Autosomal-Dominant Polycystic Kidney Disease

Besides the aforementioned 3 types of renal cystic diseases with established associations to RCC, autosomaldominant polycystic kidney disease, the most common type of renal cystic diseases that accounts for 5% to 10% of all patients with ESRD on dialysis, has been postulated to be associated with an increased risk of RCC. However, there is no convincing evidence available supporting that association. (35-37) The reported potential precursor lesion, intracystic papillary tuftlike proliferation, is cytologically bland and is present in about 25% of the cases (Figure 5).

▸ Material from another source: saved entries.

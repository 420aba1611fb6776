//! `reqprobe` server side: dispatchers that fan event records out to
//! observers, request lifecycle attachment, and the bundled observers.

pub mod builder;
pub mod config;
pub mod dispatch;
pub mod error;
pub mod lifecycle;
pub mod logging;
pub mod observers;
pub mod probe;

pub use builder::ProbeBuilder;
pub use config::{HookRetryPolicy, ProbeConfig};
pub use dispatch::{AsyncDispatcher, DeliveryState, Dispatcher, EventStack};
pub use error::ProbeError;
pub use lifecycle::{attach_to, duration_of, freeze_age, HookStage};
pub use logging::{init_logging, LoggingConfig, LoggingError};
pub use observers::{
    Loggability, StderrObserver, TracingObserver, TracingObserverConfig,
};
pub use probe::Probe;
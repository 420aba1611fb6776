//! Per-request context observed by the probe pipeline.
//!
//! A [`RequestContext`] is created by the host for every request it
//! processes. It carries identifying information for observers, the two
//! write-once timing slots used to compute request age, and a
//! [`CompletionHooks`] registrar through which the lifecycle attachment learns
//! when the response finishes.

use std::fmt;
use std::net::SocketAddr;
use std::sync::{Arc, OnceLock};
use std::time::Duration;

use http::{Method, StatusCode};
use parking_lot::Mutex;

use crate::clock::{ClockSource, SystemClock};
use crate::event::SharedError;

/// Callback fired when a response stage completes.
pub type Hook = Arc<dyn Fn(&Completion) + Send + Sync>;

/// Outcome handed to completion hooks.
#[derive(Debug, Clone)]
pub struct Completion {
    /// Final response status.
    pub status: StatusCode,
    /// Set when the request cycle ended with an error.
    pub error: Option<SharedError>,
}

impl Completion {
    #[must_use]
    pub fn ok(status: StatusCode) -> Self {
        Self {
            status,
            error: None,
        }
    }

    #[must_use]
    pub fn failed(status: StatusCode, error: impl Into<anyhow::Error>) -> Self {
        Self {
            status,
            error: Some(Arc::new(error.into())),
        }
    }
}

/// Errors returned when registering a completion hook.
#[derive(Debug, thiserror::Error)]
pub enum HookError {
    /// The host refused the registration; trying again may succeed.
    #[error("hook registration rejected: {reason}")]
    Rejected { reason: String },
    /// The stage the hook targets has already fired.
    #[error("request context already completed")]
    Completed,
}

impl HookError {
    /// Whether a retry has any chance of succeeding.
    #[must_use]
    pub fn is_transient(&self) -> bool {
        matches!(self, Self::Rejected { .. })
    }
}

/// Host-side registrar for response completion callbacks.
///
/// Implemented by adapters over the host's request type. [`HookList`] is the
/// in-process default.
pub trait CompletionHooks: Send + Sync {
    /// Registers a hook fired once the response body has been written.
    ///
    /// # Errors
    ///
    /// Returns [`HookError`] if the host refuses the registration.
    fn add_body_end_hook(&self, hook: Hook) -> Result<(), HookError>;

    /// Registers a hook fired once the whole request/response cycle is done.
    ///
    /// # Errors
    ///
    /// Returns [`HookError`] if the host refuses the registration.
    fn add_end_hook(&self, hook: Hook) -> Result<(), HookError>;

    /// Runs `task` on the execution resource that owns the request.
    fn execute(&self, task: Box<dyn FnOnce() + Send>);
}

/// In-process hook registrar: hooks are held until the host fires a stage.
///
/// Each stage fires at most once. Registering against a stage that already
/// fired returns [`HookError::Completed`].
pub struct HookList {
    body_end: Mutex<Option<Vec<Hook>>>,
    end: Mutex<Option<Vec<Hook>>>,
}

impl HookList {
    #[must_use]
    pub fn new() -> Self {
        Self {
            body_end: Mutex::new(Some(Vec::new())),
            end: Mutex::new(Some(Vec::new())),
        }
    }

    /// Fires body-end hooks. Returns `false` if they had already fired.
    pub fn fire_body_end(&self, status: StatusCode) -> bool {
        let hooks = self.body_end.lock().take();
        Self::fire(hooks, &Completion::ok(status))
    }

    /// Fires end hooks. Returns `false` if they had already fired.
    pub fn fire_end(&self, completion: &Completion) -> bool {
        let hooks = self.end.lock().take();
        Self::fire(hooks, completion)
    }

    fn fire(hooks: Option<Vec<Hook>>, completion: &Completion) -> bool {
        // Hooks run outside the lock so they may register further hooks.
        match hooks {
            Some(hooks) => {
                for hook in hooks {
                    hook(completion);
                }
                true
            }
            None => false,
        }
    }

    fn push(slot: &Mutex<Option<Vec<Hook>>>, hook: Hook) -> Result<(), HookError> {
        match slot.lock().as_mut() {
            Some(hooks) => {
                hooks.push(hook);
                Ok(())
            }
            None => Err(HookError::Completed),
        }
    }
}

impl Default for HookList {
    fn default() -> Self {
        Self::new()
    }
}

impl CompletionHooks for HookList {
    fn add_body_end_hook(&self, hook: Hook) -> Result<(), HookError> {
        Self::push(&self.body_end, hook)
    }

    fn add_end_hook(&self, hook: Hook) -> Result<(), HookError> {
        Self::push(&self.end, hook)
    }

    fn execute(&self, task: Box<dyn FnOnce() + Send>) {
        task();
    }
}

/// Write-once timing slots attached to a request.
#[derive(Debug, Default)]
pub struct RequestTiming {
    start_ms: OnceLock<u64>,
    frozen_age: OnceLock<Duration>,
}

impl RequestTiming {
    /// Records the start timestamp. Returns `false` if one was already set.
    pub fn mark_start(&self, now_ms: u64) -> bool {
        self.start_ms.set(now_ms).is_ok()
    }

    #[must_use]
    pub fn start_ms(&self) -> Option<u64> {
        self.start_ms.get().copied()
    }

    #[must_use]
    pub fn frozen_age(&self) -> Option<Duration> {
        self.frozen_age.get().copied()
    }

    /// Elapsed time since start as of `now_ms`; zero when no start was recorded.
    #[must_use]
    pub fn elapsed_at(&self, now_ms: u64) -> Duration {
        self.start_ms()
            .map_or(Duration::ZERO, |start| {
                Duration::from_millis(now_ms.saturating_sub(start))
            })
    }

    /// Fixes the age at `now_ms` unless it was already fixed; returns the
    /// frozen value either way.
    pub fn freeze(&self, now_ms: u64) -> Duration {
        *self.frozen_age.get_or_init(|| self.elapsed_at(now_ms))
    }
}

/// Per-request context carrying identity and timing for observers.
pub struct RequestContext {
    request_id: Option<String>,
    method: Method,
    uri: String,
    remote_addr: Option<SocketAddr>,
    clock: Arc<dyn ClockSource>,
    hooks: Arc<dyn CompletionHooks>,
    timing: RequestTiming,
    monitor: Mutex<()>,
}

impl RequestContext {
    /// Context with a system clock and an unshared [`HookList`].
    #[must_use]
    pub fn new(method: Method, uri: impl Into<String>) -> Self {
        Self::builder(method, uri).build()
    }

    #[must_use]
    pub fn builder(method: Method, uri: impl Into<String>) -> RequestContextBuilder {
        RequestContextBuilder {
            request_id: None,
            method,
            uri: uri.into(),
            remote_addr: None,
            clock: None,
            hooks: None,
        }
    }

    #[must_use]
    pub fn request_id(&self) -> Option<&str> {
        self.request_id.as_deref()
    }

    #[must_use]
    pub fn method(&self) -> &Method {
        &self.method
    }

    #[must_use]
    pub fn uri(&self) -> &str {
        &self.uri
    }

    #[must_use]
    pub fn remote_addr(&self) -> Option<SocketAddr> {
        self.remote_addr
    }

    #[must_use]
    pub fn timing(&self) -> &RequestTiming {
        &self.timing
    }

    #[must_use]
    pub fn hooks(&self) -> &dyn CompletionHooks {
        self.hooks.as_ref()
    }

    /// Current reading of this context's clock, in milliseconds.
    #[must_use]
    pub fn now_ms(&self) -> u64 {
        self.clock.now()
    }

    /// Runs `f` while holding the context's monitor.
    pub fn synchronized<R>(&self, f: impl FnOnce() -> R) -> R {
        let _guard = self.monitor.lock();
        f()
    }
}

impl fmt::Debug for RequestContext {
    fn fmt(&self, f: &mut fmt::Formatter<'_>) -> fmt::Result {
        f.debug_struct("RequestContext")
            .field("request_id", &self.request_id)
            .field("method", &self.method)
            .field("uri", &self.uri)
            .field("remote_addr", &self.remote_addr)
            .field("timing", &self.timing)
            .finish_non_exhaustive()
    }
}

/// Builder for [`RequestContext`].
pub struct RequestContextBuilder {
    request_id: Option<String>,
    method: Method,
    uri: String,
    remote_addr: Option<SocketAddr>,
    clock: Option<Arc<dyn ClockSource>>,
    hooks: Option<Arc<dyn CompletionHooks>>,
}

impl RequestContextBuilder {
    #[must_use]
    pub fn request_id(mut self, id: impl Into<String>) -> Self {
        self.request_id = Some(id.into());
        self
    }

    #[must_use]
    pub fn remote_addr(mut self, addr: SocketAddr) -> Self {
        self.remote_addr = Some(addr);
        self
    }

    #[must_use]
    pub fn clock(mut self, clock: Arc<dyn ClockSource>) -> Self {
        self.clock = Some(clock);
        self
    }

    /// Host adapter through which completion hooks are registered.
    #[must_use]
    pub fn hooks(mut self, hooks: Arc<dyn CompletionHooks>) -> Self {
        self.hooks = Some(hooks);
        self
    }

    #[must_use]
    pub fn build(self) -> RequestContext {
        RequestContext {
            request_id: self.request_id,
            method: self.method,
            uri: self.uri,
            remote_addr: self.remote_addr,
            clock: self.clock.unwrap_or_else(|| Arc::new(SystemClock)),
            hooks: self.hooks.unwrap_or_else(|| Arc::new(HookList::new())),
            timing: RequestTiming::default(),
            monitor: Mutex::new(()),
        }
    }
}

#[cfg(test)]
mod tests {
    use std::sync::atomic::{AtomicUsize, Ordering};

    use super::*;
    use crate::clock::ManualClock;

    #[test]
    fn start_is_write_once() {
        let timing = RequestTiming::default();
        assert!(timing.start_ms().is_none());
        assert!(timing.mark_start(100));
        assert!(!timing.mark_start(200));
        assert_eq!(timing.start_ms(), Some(100));
    }

    #[test]
    fn elapsed_without_start_is_zero() {
        let timing = RequestTiming::default();
        assert_eq!(timing.elapsed_at(5_000), Duration::ZERO);
    }

    #[test]
    fn freeze_keeps_first_value() {
        let timing = RequestTiming::default();
        timing.mark_start(1_000);

        assert_eq!(timing.freeze(1_250), Duration::from_millis(250));
        assert_eq!(timing.freeze(9_999), Duration::from_millis(250));
        assert_eq!(timing.frozen_age(), Some(Duration::from_millis(250)));
    }

    #[test]
    fn elapsed_saturates_when_clock_goes_backwards() {
        let timing = RequestTiming::default();
        timing.mark_start(1_000);
        assert_eq!(timing.elapsed_at(500), Duration::ZERO);
    }

    #[test]
    fn hook_list_fires_each_stage_once() {
        let hooks = HookList::new();
        let body_calls = Arc::new(AtomicUsize::new(0));
        let end_calls = Arc::new(AtomicUsize::new(0));

        let counter = Arc::clone(&body_calls);
        hooks
            .add_body_end_hook(Arc::new(move |c: &Completion| {
                assert_eq!(c.status, StatusCode::CREATED);
                counter.fetch_add(1, Ordering::SeqCst);
            }))
            .unwrap();
        let counter = Arc::clone(&end_calls);
        hooks
            .add_end_hook(Arc::new(move |c: &Completion| {
                assert!(c.error.is_some());
                counter.fetch_add(1, Ordering::SeqCst);
            }))
            .unwrap();

        assert!(hooks.fire_body_end(StatusCode::CREATED));
        assert!(!hooks.fire_body_end(StatusCode::CREATED));
        let completion = Completion::failed(
            StatusCode::INTERNAL_SERVER_ERROR,
            anyhow::anyhow!("handler blew up"),
        );
        assert!(hooks.fire_end(&completion));
        assert!(!hooks.fire_end(&completion));

        assert_eq!(body_calls.load(Ordering::SeqCst), 1);
        assert_eq!(end_calls.load(Ordering::SeqCst), 1);
    }

    #[test]
    fn registering_after_fire_is_rejected_permanently() {
        let hooks = HookList::new();
        hooks.fire_end(&Completion::ok(StatusCode::OK));
        let err = hooks.add_end_hook(Arc::new(|_: &Completion| {})).unwrap_err();
        assert!(matches!(err, HookError::Completed));
        assert!(!err.is_transient());
        assert!(HookError::Rejected {
            reason: "index out of bounds".to_string()
        }
        .is_transient());
    }

    #[test]
    fn builder_defaults_and_overrides() {
        let clock = Arc::new(ManualClock::new(42));
        let addr: SocketAddr = "127.0.0.1:8080".parse().unwrap();
        let ctx = RequestContext::builder(Method::PUT, "/pets/1")
            .request_id("req-1")
            .remote_addr(addr)
            .clock(clock.clone())
            .build();

        assert_eq!(ctx.request_id(), Some("req-1"));
        assert_eq!(ctx.method(), &Method::PUT);
        assert_eq!(ctx.uri(), "/pets/1");
        assert_eq!(ctx.remote_addr(), Some(addr));
        assert_eq!(ctx.now_ms(), 42);
        clock.advance(8);
        assert_eq!(ctx.now_ms(), 50);

        let plain = RequestContext::new(Method::GET, "/");
        assert!(plain.request_id().is_none());
        assert!(plain.now_ms() > 0);
    }

    proptest::proptest! {
        #[test]
        fn frozen_age_never_changes(start in 0_u64..1_000_000, first in 0_u64..1_000_000, later in 0_u64..1_000_000) {
            let timing = RequestTiming::default();
            timing.mark_start(start);
            let frozen = timing.freeze(start + first);
            proptest::prop_assert_eq!(frozen, Duration::from_millis(first));
            proptest::prop_assert_eq!(timing.freeze(start + first + later), frozen);
        }
    }

    #[test]
    fn synchronized_returns_closure_value() {
        let ctx = RequestContext::new(Method::GET, "/");
        assert_eq!(ctx.synchronized(|| 7), 7);
    }

    #[test]
    fn debug_output_names_the_request() {
        let ctx = RequestContext::builder(Method::GET, "/health")
            .request_id("abc")
            .build();
        let rendered = format!("{ctx:?}");
        assert!(rendered.contains("/health"));
        assert!(rendered.contains("abc"));
    }
}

Other Cysts With or Without Associated Tumors

Simple cortical cysts constitute the most common renal cysts, with a reported incidence of more than 27% on radiologic evaluation in individuals older than 50 years. The number of these cysts and their incidence tends to increase with age. (38,39) Because most of these cysts have no important clinical significance, pathologists usually see them as incidental findings at autopsy or in kidneys removed for more-significant tumors or tumorlike conditions. The cysts are usually unilocular and oval to round with a smooth outline and lined by a single layer of flattened to cuboidal epithelium, often filled with transudate-like clear or straw-colored fluid. Infrequently, such cysts may be multilocular and demonstrate radiologic complexity, which may raise the possibility of a cystic neoplasm and lead to surgical resection.

[FIGURE 4 OMITTED]

The lining epithelium in these unilocular or multilocular cysts occasionally shows more-complex architectural patterns (Figure 6). The lining in some cysts displays papillary proliferation of cuboidal or hobnail cells with either eosinophilic or basophilic cytoplasm; in some other cysts, the lining may be composed of clear cells in single or multiple layers but, in contrast to multilocular cystic RCC, without any mural clear cell clusters or nodules. Although displaying "atypical" features, these cysts essentially behave in a benign manner. (40) Knowing that even morecomplex multilocular lesions, with clusters of clear cells within the septa (multilocular cystic RCC), behave clinically in a benign manner (see later), we consider the cysts with clear cells to be benign and have used the designations such as multilocular clear cell-lined renal cysts. Ancillary studies we performed on a few cases have shown that the cysts with clear cells often demonstrate positivity for CK7 and CAIX and negative staining for CD10 and racemase, and the cysts with papillary proliferation, although exhibiting positive staining for CK7 and occasionally for racemase, are negative for trisomy of chromosomes 7/17 by fluorescence in situ hybridization. The significance of the staining patterns in these cysts, as well as their relationship to RCC, awaits further investigation.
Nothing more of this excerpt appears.